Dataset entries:

---------------

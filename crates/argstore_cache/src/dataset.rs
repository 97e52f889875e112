//! A single dataset's stores.

use std::path::{Component, Path, PathBuf};

use argstore_config::{OverwritePolicy, StoreConfig};

use crate::error::CacheError;
use crate::fuzz::FuzzCache;
use crate::pool::ConstantPool;

/// Settings shared by every dataset store a registry creates.
#[derive(Debug, Clone, Copy, PartialEq, Eq)]
pub struct StoreOptions {
    /// Pretty-print the fuzz index.
    pub pretty_index: bool,
    /// Handling of blobs replaced by a later write to the same key.
    pub on_overwrite: OverwritePolicy,
}

impl Default for StoreOptions {
    fn default() -> Self {
        Self {
            pretty_index: true,
            on_overwrite: OverwritePolicy::Reclaim,
        }
    }
}

impl From<&StoreConfig> for StoreOptions {
    fn from(config: &StoreConfig) -> Self {
        Self {
            pretty_index: config.store.pretty_index,
            on_overwrite: config.fuzz.on_overwrite,
        }
    }
}

/// The constant pool and fuzz cache of one dataset.
///
/// Obtain instances through [`DatasetStoreRegistry`](crate::DatasetStoreRegistry)
/// so that all callers share the same locks.
pub struct DatasetStore {
    name: String,
    dir: PathBuf,
    pool: ConstantPool,
    fuzz: FuzzCache,
}

impl DatasetStore {
    pub(crate) fn new(root: &Path, name: &str, options: StoreOptions) -> Result<Self, CacheError> {
        validate_name(name)?;
        let dir = root.join(name);
        Ok(Self {
            name: name.to_string(),
            pool: ConstantPool::new(&dir),
            fuzz: FuzzCache::new(&dir, options.pretty_index, options.on_overwrite),
            dir,
        })
    }

    /// Returns the dataset name.
    pub fn name(&self) -> &str {
        &self.name
    }

    /// Returns the dataset directory.
    pub fn dir(&self) -> &Path {
        &self.dir
    }

    /// Returns the constant pool.
    pub fn pool(&self) -> &ConstantPool {
        &self.pool
    }

    /// Returns the fuzz-argument cache.
    pub fn fuzz(&self) -> &FuzzCache {
        &self.fuzz
    }
}

/// Dataset names must be a single normal path component.
pub(crate) fn validate_name(name: &str) -> Result<(), CacheError> {
    if is_single_component(name) {
        Ok(())
    } else {
        Err(CacheError::InvalidDataset {
            name: name.to_string(),
        })
    }
}

/// `true` if `name` joins onto a directory as exactly one child entry.
pub(crate) fn is_single_component(name: &str) -> bool {
    let mut components = Path::new(name).components();
    matches!(
        (components.next(), components.next()),
        (Some(Component::Normal(_)), None)
    )
}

---------------

## Requirement
Please copy each line of the records above that holds the word "root".

## The answer
    pub(crate) fn new(root: &Path, name: &str, options: StoreOptions) -> Result<Self, CacheError> {
        let dir = root.join(name);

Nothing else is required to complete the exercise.